Conte alle prese con la manovra: servono 22 miliardi

La crescita frena e gli interessi aumentano di 4 miliardi. Ora il governo cerca i soldi per mantenere le promesse elettorali. E spera in uno sconto da Bruxelles

Conte alle prese con la manovra: servono 22 miliardi

Il prossimo importante appuntamento per il governo Conte è la manovra finanziaria, con la nota di aggiornamento al Def da presentare entro il 20 settembre. Solo allora, si capirà se il reddito di cittadinanza e la flat tax saranno una realtà o una chimera e che effetti avranno.

Lo spauracchio dello Spread è in agguato

Il differenziale con i Bund, tra la fine di marzo e l'inizio di aprile, quando è stato definito il Def tendenziale era poco sopra i 120 punti e, come ricorda Il Sole 24 ore, saranno i numeri di settembre a decidere la differenza rispetto a quel preventivo. Oggi siamo a 233, e i calcoli ufficiali del Def pesano il costo di 100 punti di rendimento fra i 3,6 e i 4,5 (Upb) miliardi di spesa aggiuntiva a seconda di come si distribuiscono sulla curva dei tassi. A giugno, secondo gli ultimi dati del Mef, il rendimento all'emissione a 10 anni è stato 117 punti sopra ai livelli di aprile, mentre sui cinque anni la distanza è stata di 164 punti e sui 20 anni ci si è limitati a pagare 66 punti in più. C’è da tenere conto, inoltre, che domani il Tesoro metterà all’asta la prima tranche (fino a 4 miliardi) di un nuovo Btp decennale con una cedola del 2,8%, poco sotto al 3% di giugno ma assai più in alto dell'1,83% di aprile. A settembre, poi, scadono circa 24 miliardi di titoli.

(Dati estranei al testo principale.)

//! Locator registry for the landing page.
//!
//! Every element the facade touches is named by an [`ElementId`]. The
//! mapping to selectors is a total, side-effect free function, so an
//! unregistered name cannot be referenced at all.

use crate::locator::{Locator, Selector};
use serde::{Deserialize, Serialize};
use std::fmt;
use std::str::FromStr;

/// Attribute holding the calendar day number
pub const CALENDAR_DAY_ATTRIBUTE: &str = "data-test-day";
/// Attribute holding the calendar month number
pub const CALENDAR_MONTH_ATTRIBUTE: &str = "data-test-month";
/// CSS custom property declaring the card column count of a feed list
pub const EVENTS_COUNT_PROPERTY: &str = "--events-count";
/// Heading text of the "recently viewed" block
pub const VIEWED_BLOCK_HEADING: &str = "Вы смотрели";

/// Semantic element identifiers
#[derive(Debug, Clone, Copy, PartialEq, Eq, Hash, PartialOrd, Ord, Serialize, Deserialize)]
#[serde(rename_all = "camelCase")]
pub enum ElementId {
    /// Desktop header navigation wrapper
    HeaderNavigation,
    /// Header navigation item
    NavigationTabs,
    /// Colored background element inside a navigation item
    ColorElement,
    /// Horizontal calendar day
    CalendarDays,
    /// Calendar scroll-right control
    CalendarControlRight,
    /// Calendar scroll-left control
    CalendarControlLeft,
    /// Featured banner slider track
    FeaturedSlickTrack,
    /// Banner previous button
    BannerControlLeft,
    /// Banner next button
    BannerControlRight,
    /// Feed section title
    EventsFeedTitle,
    /// Arrow icon next to a feed title
    EventsFeedArrow,
    /// Card list of a feed section
    EventsFeedList,
    /// Wrapper around one feed section
    EventsFeedContainer,
    /// Main feed holding every section
    MainFeed,
    /// Link wrapping a feed title
    FeedLink,
    /// Event card root
    EventCardRoot,
    /// Event card title
    EventCardTitle,
    /// Event card details line
    EventCardDetails,
    /// Event card favourite button
    EventCardFavorite,
    /// Event card poster image
    EventCardPoster,
    /// Event card price or schedule link
    EventCardPrice,
    /// Plus cashback badge
    PlusCashbackBadge,
    /// Event card rating
    EventCardRating,
    /// Event card detail link
    EventCardLink,
    /// Top events block wrapper
    TopEventsWrapper,
    /// Top events card container
    TopEventsContainer,
    /// Top events card
    TopEventCard,
    /// Top card rank number
    TopCardNumberImage,
    /// Top card poster
    TopCardPoster,
    /// Top card title
    TopCardTitle,
    /// Top card rubric tag
    TopCardRubricTag,
    /// Top card date
    TopCardDate,
    /// Top block scroll-right button
    TopControlRight,
    /// Top block scroll-left button
    TopControlLeft,
    /// "Recently viewed" block
    ViewedBlock,
    /// "Recently viewed" card
    ViewedCard,
    /// "Recently viewed" card title
    ViewedCardTitle,
    /// Heading of a selection page
    SelectionPageTitle,
}

impl ElementId {
    /// Every registered element
    pub const ALL: [Self; 38] = [
        Self::HeaderNavigation,
        Self::NavigationTabs,
        Self::ColorElement,
        Self::CalendarDays,
        Self::CalendarControlRight,
        Self::CalendarControlLeft,
        Self::FeaturedSlickTrack,
        Self::BannerControlLeft,
        Self::BannerControlRight,
        Self::EventsFeedTitle,
        Self::EventsFeedArrow,
        Self::EventsFeedList,
        Self::EventsFeedContainer,
        Self::MainFeed,
        Self::FeedLink,
        Self::EventCardRoot,
        Self::EventCardTitle,
        Self::EventCardDetails,
        Self::EventCardFavorite,
        Self::EventCardPoster,
        Self::EventCardPrice,
        Self::PlusCashbackBadge,
        Self::EventCardRating,
        Self::EventCardLink,
        Self::TopEventsWrapper,
        Self::TopEventsContainer,
        Self::TopEventCard,
        Self::TopCardNumberImage,
        Self::TopCardPoster,
        Self::TopCardTitle,
        Self::TopCardRubricTag,
        Self::TopCardDate,
        Self::TopControlRight,
        Self::TopControlLeft,
        Self::ViewedBlock,
        Self::ViewedCard,
        Self::ViewedCardTitle,
        Self::SelectionPageTitle,
    ];

    /// Registry name
    #[must_use]
    pub const fn name(self) -> &'static str {
        match self {
            Self::HeaderNavigation => "headerNavigation",
            Self::NavigationTabs => "navigationTabs",
            Self::ColorElement => "colorElement",
            Self::CalendarDays => "calendarDays",
            Self::CalendarControlRight => "calendarControlRight",
            Self::CalendarControlLeft => "calendarControlLeft",
            Self::FeaturedSlickTrack => "featuredSlickTrack",
            Self::BannerControlLeft => "bannerControlLeft",
            Self::BannerControlRight => "bannerControlRight",
            Self::EventsFeedTitle => "eventsFeedTitle",
            Self::EventsFeedArrow => "eventsFeedArrow",
            Self::EventsFeedList => "eventsFeedList",
            Self::EventsFeedContainer => "eventsFeedContainer",
            Self::MainFeed => "mainFeed",
            Self::FeedLink => "feedLink",
            Self::EventCardRoot => "eventCardRoot",
            Self::EventCardTitle => "eventCardTitle",
            Self::EventCardDetails => "eventCardDetails",
            Self::EventCardFavorite => "eventCardFavorite",
            Self::EventCardPoster => "eventCardPoster",
            Self::EventCardPrice => "eventCardPrice",
            Self::PlusCashbackBadge => "plusCashbackBadge",
            Self::EventCardRating => "eventCardRating",
            Self::EventCardLink => "eventCardLink",
            Self::TopEventsWrapper => "topEventsWrapper",
            Self::TopEventsContainer => "topEventsContainer",
            Self::TopEventCard => "topEventCard",
            Self::TopCardNumberImage => "topCardNumberImage",
            Self::TopCardPoster => "topCardPoster",
            Self::TopCardTitle => "topCardTitle",
            Self::TopCardRubricTag => "topCardRubricTag",
            Self::TopCardDate => "topCardDate",
            Self::TopControlRight => "topControlRight",
            Self::TopControlLeft => "topControlLeft",
            Self::ViewedBlock => "viewedBlock",
            Self::ViewedCard => "viewedCard",
            Self::ViewedCardTitle => "viewedCardTitle",
            Self::SelectionPageTitle => "selectionPageTitle",
        }
    }

    /// Selector for this element
    #[must_use]
    pub fn selector(self) -> Selector {
        match self {
            Self::HeaderNavigation => {
                Selector::test_id("pageHeaderNavigationDesktop.navigationWrapper")
            }
            Self::NavigationTabs => Selector::test_id("pageHeaderNavigation.item"),
            Self::ColorElement => Selector::test_id("pageHeaderNavigation.colorElement"),
            Self::CalendarDays => Selector::test_id("horizontalCalendar.day"),
            Self::CalendarControlRight => Selector::test_id("repertoryActors.controlRight"),
            Self::CalendarControlLeft => Selector::test_id("repertoryActors.controlLeft"),
            Self::FeaturedSlickTrack => Selector::test_id("featured.sliderContainer")
                .descendant(Selector::class("slick-track")),
            Self::BannerControlLeft => Selector::test_id("featured.sliderPrevButton"),
            Self::BannerControlRight => Selector::test_id("featured.sliderNextButton"),
            Self::EventsFeedTitle => Selector::test_id("eventsFeed.title"),
            Self::EventsFeedArrow => Selector::test_id("eventsFeed.arrow"),
            Self::EventsFeedList => Selector::test_id("eventsFeed.eventsFeedList"),
            Self::EventsFeedContainer => Selector::tag_class("div", "iHSQLP"),
            Self::MainFeed => Selector::classes(["vM97Px", "tj15kA"]),
            Self::FeedLink => Selector::tag("a"),
            Self::EventCardRoot => Selector::test_id("eventCard.root"),
            Self::EventCardTitle => Selector::test_id("eventCard.eventInfoTitle"),
            Self::EventCardDetails => Selector::test_id("eventCard.eventInfoDetails"),
            Self::EventCardFavorite => Selector::test_id("event-card-favourite-button"),
            Self::EventCardPoster => Selector::tag_class("img", "jYbobS"),
            Self::EventCardPrice => Selector::AnyOf(vec![
                Selector::test_id("eventCard.price"),
                Selector::test_id("eventCover.scheduleLink"),
            ]),
            Self::PlusCashbackBadge => Selector::test_id("plusCashbackBadge.item"),
            Self::EventCardRating => Selector::test_id_contains("rating"),
            Self::EventCardLink => Selector::test_id("eventCard.link"),
            Self::TopEventsWrapper => Selector::test_id("topEvents.wrapper"),
            Self::TopEventsContainer => Selector::test_id("topEvents.eventContainer"),
            Self::TopEventCard => Selector::class_contains("p8csoW"),
            Self::TopCardNumberImage => Selector::test_id("topCard.numberImage"),
            Self::TopCardPoster => Selector::test_id("topCard.eventImage"),
            Self::TopCardTitle => Selector::test_id("topCard.title"),
            Self::TopCardRubricTag => Selector::test_id("topCard.rubricTag"),
            Self::TopCardDate => Selector::test_id("topCard.date"),
            Self::TopControlRight => Selector::tag_class("button", "qb30XR"),
            Self::TopControlLeft => Selector::tag_class("button", "BDd2ZV"),
            Self::ViewedBlock => Selector::class("IMCiK8"),
            Self::ViewedCard => Selector::class("z2H_NI"),
            Self::ViewedCardTitle => Selector::tag_class("h3", "zLWwiG"),
            Self::SelectionPageTitle => {
                Selector::test_id("selectionPage.selectionPageHeader.title")
            }
        }
    }

    /// Document-wide locator for this element
    #[must_use]
    pub fn locator(self) -> Locator {
        Locator::new(self.selector())
    }

    /// Name and rendered selector
    #[must_use]
    pub fn descriptor(self) -> ElementDescriptor {
        ElementDescriptor {
            name: self.name(),
            selector: self.selector().to_css(),
        }
    }

    /// Look up an element by registry name
    #[must_use]
    pub fn from_name(name: &str) -> Option<Self> {
        Self::ALL.into_iter().find(|id| id.name() == name)
    }
}

impl fmt::Display for ElementId {
    fn fmt(&self, f: &mut fmt::Formatter<'_>) -> fmt::Result {
        f.write_str(self.name())
    }
}

impl FromStr for ElementId {
    type Err = String;

    fn from_str(s: &str) -> Result<Self, Self::Err> {
        Self::from_name(s).ok_or_else(|| format!("unknown element name: {s}"))
    }
}

/// Resolve an element to its selector
#[must_use]
pub fn resolve(id: ElementId) -> Selector {
    id.selector()
}

/// Registered element with its rendered selector
#[derive(Debug, Clone, PartialEq, Eq, Serialize)]
pub struct ElementDescriptor {
    /// Registry name
    pub name: &'static str,
    /// CSS selector
    pub selector: String,
}

/// Descriptors for the whole registry, in declaration order
#[must_use]
pub fn descriptors() -> Vec<ElementDescriptor> {
    ElementId::ALL.into_iter().map(ElementId::descriptor).collect()
}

Il timore di una bassa crescita e un aumento del debito

Le previsioni relative alla crescita del 2019, poi, sono al di sotto dell’1,4% indicato dal governo Gentiloni, ossia oscillano oscillano fra l'1% (Fmi) e l' 1,1% (Ocse, commissione Ue e Upb). La frenata dell'economia riduce inevitabilmente le entrate fiscali e quindi può portare a un aumento dello 0,15% del rapporto tra deficit e Pil. Chiudono questo primo quadro i 12,4 miliardi (lo 0,65% del Pil) di aumenti Iva da bloccare e le spese obbligatorie che un calcolo prudenziale colloca intorno ai 3,5 miliardi (0,2% del Pil). Detta in soldoni servono 22,4 miliardi per bloccare le clausole Iva (12,4 miliardi), finanziare le spese obbligatorie (3,5) ed evitare che interessi sul debito (4) e minore crescita (2,5) gonfino il deficit. A meno che il governo non decida di caricare tutto il conto sull' indebitamento netto portandolo dallo 0,8% programmato al 2%, ma il ministro Tria, mercoledì in Parlamento, ha escluso un tale scenario. Il suo obiettivo è quello di “non peggiorare” l'indebitamento netto fissato per quest' anno (1% lo strutturale), con uno sconto da sei decimali di Pil, pari a 11 miliardi che dimezzerebbero quindi lo sforzo iniziale.

Ed è sulla base di questi numeri che il governo dovrebbe avviare la tassa piatta, il reddito di cittadinanza e pensioni e l’aumento della spesa sanitaria, che secondo il contratto di governo dovrebbe salire di nuovo rispetto al Pil e non solo in termini nominali. Non si può, infine, dimenticare il rinnovo dei contratti del pubblico impiego che avrebbe bisogno di un nuovo stanziamento, oltre ai 5 miliardi dell' ultima tornata.